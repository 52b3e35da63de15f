//! Constraint evaluator: hard pass/fail filters applied before scoring.
//!
//! A constraint's shape is fixed when it is built from the column's
//! classification, so evaluation never sniffs record types.

use std::collections::BTreeMap;

use serde::Serialize;
use tracing::{debug, instrument};

use crate::domain::entities::{ColumnKind, Record, Value};

/// Per-column hard requirement.
#[derive(Debug, Clone, PartialEq, Serialize)]
#[serde(tag = "kind", rename_all = "lowercase")]
pub enum Constraint {
    /// Inclusive bounds; an unset bound does not filter.
    ///
    /// `observed` marks bounds taken from the dataset itself: they narrow
    /// nothing, so absent values pass them.
    Numeric {
        #[serde(skip_serializing_if = "Option::is_none")]
        min: Option<f64>,
        #[serde(skip_serializing_if = "Option::is_none")]
        max: Option<f64>,
        #[serde(skip_serializing_if = "std::ops::Not::not")]
        observed: bool,
    },
    /// Required value; `None` does not filter.
    Boolean {
        #[serde(skip_serializing_if = "Option::is_none")]
        value: Option<bool>,
    },
    /// Lowercased terms; empty list does not filter.
    Categorical {
        #[serde(rename = "includesTerms")]
        includes_terms: Vec<String>,
        #[serde(rename = "exactMatch")]
        exact_match: bool,
    },
}

impl Constraint {
    pub fn numeric(min: Option<f64>, max: Option<f64>) -> Self {
        Constraint::Numeric {
            min,
            max,
            observed: false,
        }
    }

    /// Bounds equal to a column's observed range.
    pub fn observed_range(min: Option<f64>, max: Option<f64>) -> Self {
        Constraint::Numeric {
            min,
            max,
            observed: true,
        }
    }

    pub fn boolean(value: Option<bool>) -> Self {
        Constraint::Boolean { value }
    }

    /// Terms are trimmed and lowercased; blank terms are dropped.
    pub fn categorical<I, S>(terms: I, exact_match: bool) -> Self
    where
        I: IntoIterator<Item = S>,
        S: AsRef<str>,
    {
        let includes_terms = terms
            .into_iter()
            .map(|t| t.as_ref().trim().to_lowercase())
            .filter(|t| !t.is_empty())
            .collect();
        Constraint::Categorical {
            includes_terms,
            exact_match,
        }
    }

    /// The constraint that lets every value through, shaped for `kind`.
    pub fn unconstrained(kind: ColumnKind) -> Self {
        match kind {
            ColumnKind::Numeric => Self::numeric(None, None),
            ColumnKind::Boolean => Self::boolean(None),
            ColumnKind::Categorical => Self::categorical(Vec::<String>::new(), false),
        }
    }

    pub fn kind(&self) -> ColumnKind {
        match self {
            Constraint::Numeric { .. } => ColumnKind::Numeric,
            Constraint::Boolean { .. } => ColumnKind::Boolean,
            Constraint::Categorical { .. } => ColumnKind::Categorical,
        }
    }

    /// True when the constraint filters nothing.
    pub fn is_unconstrained(&self) -> bool {
        match self {
            Constraint::Numeric { min, max, .. } => min.is_none() && max.is_none(),
            Constraint::Boolean { value } => value.is_none(),
            Constraint::Categorical { includes_terms, .. } => includes_terms.is_empty(),
        }
    }

    /// Absent or wrongly-typed values fail any active constraint, except
    /// absent values against an observed range.
    pub fn is_satisfied_by(&self, value: &Value) -> bool {
        if self.is_unconstrained() {
            return true;
        }
        match self {
            Constraint::Numeric { min, max, observed } => match value.as_number() {
                Some(v) => min.map_or(true, |m| v >= m) && max.map_or(true, |m| v <= m),
                None => *observed && value.is_absent(),
            },
            Constraint::Boolean { value: wanted } => value.as_bool() == *wanted,
            Constraint::Categorical {
                includes_terms,
                exact_match,
            } => {
                let Some(token) = value.token() else {
                    return false;
                };
                includes_terms.iter().any(|term| {
                    if *exact_match {
                        token == *term
                    } else {
                        token.contains(term.as_str())
                    }
                })
            }
        }
    }
}

/// Failure counts for one evaluated column.
#[derive(Debug, Clone, PartialEq, Serialize)]
#[serde(rename_all = "camelCase")]
pub struct ColumnFailures {
    pub column: String,
    /// Records failing this column's constraint, regardless of other columns.
    pub failures: usize,
    /// Records for which this is the first failing column.
    pub first_failures: usize,
}

/// One failing record and the first column it fails on.
#[derive(Debug, Clone, PartialEq, Serialize)]
#[serde(rename_all = "camelCase")]
pub struct FailureSample {
    pub index: usize,
    pub column: String,
}

/// Why filtering removed records.
#[derive(Debug, Clone, PartialEq, Serialize)]
#[serde(rename_all = "camelCase")]
pub struct FilterDiagnostics {
    pub total: usize,
    pub passed: usize,
    pub columns: Vec<ColumnFailures>,
    pub samples: Vec<FailureSample>,
}

impl FilterDiagnostics {
    /// Column removing the most records, ties to the earliest evaluated.
    pub fn most_restrictive(&self) -> Option<&ColumnFailures> {
        self.columns
            .iter()
            .filter(|c| c.failures > 0)
            .fold(None, |best: Option<&ColumnFailures>, c| match best {
                Some(b) if b.failures >= c.failures => Some(b),
                _ => Some(c),
            })
    }
}

/// Constraints keyed by column plus the ordered list of columns to evaluate.
///
/// Constraints for columns outside `evaluated` are kept but never applied;
/// evaluated columns without a constraint impose no filter.
#[derive(Debug, Clone, Default, PartialEq, Serialize)]
pub struct ConstraintSet {
    constraints: BTreeMap<String, Constraint>,
    evaluated: Vec<String>,
}

impl ConstraintSet {
    pub fn new(constraints: BTreeMap<String, Constraint>, evaluated: Vec<String>) -> Self {
        Self {
            constraints,
            evaluated,
        }
    }

    pub fn constraints(&self) -> &BTreeMap<String, Constraint> {
        &self.constraints
    }

    pub fn evaluated(&self) -> &[String] {
        &self.evaluated
    }

    pub fn get(&self, column: &str) -> Option<&Constraint> {
        self.constraints.get(column)
    }

    fn active(&self) -> impl Iterator<Item = (&str, &Constraint)> {
        self.evaluated
            .iter()
            .filter_map(|c| self.constraints.get(c).map(|k| (c.as_str(), k)))
    }

    /// First evaluated column whose constraint the record fails.
    pub fn first_failing_column(&self, record: &Record) -> Option<&str> {
        self.active()
            .find(|(column, constraint)| !constraint.is_satisfied_by(record.get(column)))
            .map(|(column, _)| column)
    }

    pub fn satisfies(&self, record: &Record) -> bool {
        self.first_failing_column(record).is_none()
    }

    /// Positions of the records passing every evaluated constraint.
    pub fn passing_indices(&self, records: &[Record]) -> Vec<usize> {
        records
            .iter()
            .enumerate()
            .filter(|(_, r)| self.satisfies(r))
            .map(|(i, _)| i)
            .collect()
    }

    /// Records passing every evaluated constraint, in input order.
    #[instrument(level = "debug", skip_all, fields(records = records.len()))]
    pub fn filter(&self, records: &[Record]) -> Vec<Record> {
        let kept: Vec<Record> = self
            .passing_indices(records)
            .into_iter()
            .map(|i| records[i].clone())
            .collect();
        debug!("filter kept {} of {} records", kept.len(), records.len());
        kept
    }

    /// Per-column failure counts over `records` and up to `sample_limit`
    /// failing records with their first failing column.
    #[instrument(level = "debug", skip_all, fields(records = records.len()))]
    pub fn failure_breakdown(&self, records: &[Record], sample_limit: usize) -> FilterDiagnostics {
        let mut columns: Vec<ColumnFailures> = self
            .active()
            .map(|(column, _)| ColumnFailures {
                column: column.to_string(),
                failures: 0,
                first_failures: 0,
            })
            .collect();
        let mut samples = Vec::new();
        let mut passed = 0;

        for (index, record) in records.iter().enumerate() {
            let mut first: Option<usize> = None;
            for (slot, (column, constraint)) in self.active().enumerate() {
                if !constraint.is_satisfied_by(record.get(column)) {
                    columns[slot].failures += 1;
                    first.get_or_insert(slot);
                }
            }
            match first {
                Some(slot) => {
                    columns[slot].first_failures += 1;
                    if samples.len() < sample_limit {
                        samples.push(FailureSample {
                            index,
                            column: columns[slot].column.clone(),
                        });
                    }
                }
                None => passed += 1,
            }
        }

        FilterDiagnostics {
            total: records.len(),
            passed,
            columns,
            samples,
        }
    }
}

#[cfg(test)]
mod tests {
    use super::*;

    #[test]
    fn given_observed_range_when_value_absent_then_passes() {
        let range = Constraint::observed_range(Some(8.0), Some(16.0));

        assert!(range.is_satisfied_by(&Value::Absent));
        assert!(range.is_satisfied_by(&Value::Number(8.0)));
        assert!(!range.is_satisfied_by(&Value::Text("n/a".into())));
        assert!(!Constraint::numeric(Some(8.0), Some(16.0)).is_satisfied_by(&Value::Absent));
    }

    #[test]
    fn given_observed_range_when_serializing_then_flags_it() {
        let json = serde_json::to_value(Constraint::observed_range(Some(1.0), None)).unwrap();

        assert_eq!(json["observed"], true);
        assert!(serde_json::to_value(Constraint::numeric(Some(1.0), None))
            .unwrap()
            .get("observed")
            .is_none());
    }
}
- - - -
(TASK ITEM):
Report every line from the material above that mentions the word "counts".

(SOLUTION TO THIS EXERCISE):
/// Failure counts for one evaluated column.
    /// Per-column failure counts over `records` and up to `sample_limit`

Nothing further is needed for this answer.